→ REQUIRED WORK
Your answer should be the lines of the material that include the word "TickHandler".
══════════════════════════════
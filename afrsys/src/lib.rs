// -*- coding: utf-8 -*-
// SPDX-License-Identifier: Apache-2.0 OR MIT

//! # afrsys: millisecond tick and periodic task dispatch
//!
//! Hardware independent core of the AfrSys AVR firmware.
//!
//! A [TickSource] counts timer interrupts and forwards each tick to one
//! attached [TickHandler]. The [Dispatcher] is such a handler: it runs the
//! tasks of a fixed [TaskTable] whenever the tick count is a multiple of a
//! task's [Period].
//!
//! All state that is shared between interrupt and main context lives in
//! [bare_metal::Mutex] cells and can only be touched while holding a
//! [CriticalSection]. The [IrqNest] hands out nested critical sections.
//!
//! ```
//! use afrsys::{CriticalSection, Dispatcher, Period, Task, TaskTable, TickSource, TickTimer};
//! use core::sync::atomic::{AtomicU32, Ordering::Relaxed};
//!
//! struct NoTimer;
//! impl TickTimer for NoTimer {
//!     fn start_periodic(&self, _cs: CriticalSection<'_>, _period_us: u32) {}
//! }
//!
//! static BLINKS: AtomicU32 = AtomicU32::new(0);
//! fn blink() {
//!     BLINKS.fetch_add(1, Relaxed);
//! }
//!
//! const TASKS: [Task<'static>; 1] = [Task::new(Period::from_millis(500), &blink)];
//!
//! static TICK: TickSource<'static> = TickSource::new();
//! static DISPATCHER: Dispatcher<'static> = Dispatcher::new(TaskTable::checked(&TASKS));
//!
//! // SAFETY: Doc example, there is no interrupt context.
//! let cs = unsafe { CriticalSection::new() };
//! DISPATCHER.init(cs, &TICK, &NoTimer);
//! for _ in 0..1000 {
//!     TICK.timer_expired(cs);
//! }
//! assert_eq!(BLINKS.load(Relaxed), 2);
//! ```

#![cfg_attr(not(test), no_std)]

pub mod cell;
pub mod clock;
pub mod error;
pub mod irq;
pub mod log;
pub mod pin;
pub mod reset;
pub mod ring;
pub mod sched;
pub mod tick;

pub use crate::{
    cell::{MutexCell, MutexOnce},
    error::ConfigError,
    irq::{GlobalIrq, IrqGuard, IrqNest},
    sched::{Dispatcher, Period, Task, TaskTable},
    tick::{RelTicks, TICK_PERIOD_US, TickHandler, TickSource, TickTimer, Ticks},
};

/// Re-export of `bare_metal::CriticalSection`.
pub type CriticalSection<'cs> = bare_metal::CriticalSection<'cs>;
/// Re-export of `bare_metal::Mutex`.
pub type Mutex<T> = bare_metal::Mutex<T>;

// vim: ts=4 sw=4 expandtab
══════════════════════════════
→ EXERCISE ANSWER
//! attached [TickHandler]. The [Dispatcher] is such a handler: it runs the
    tick::{RelTicks, TICK_PERIOD_US, TickHandler, TickSource, TickTimer, Ticks},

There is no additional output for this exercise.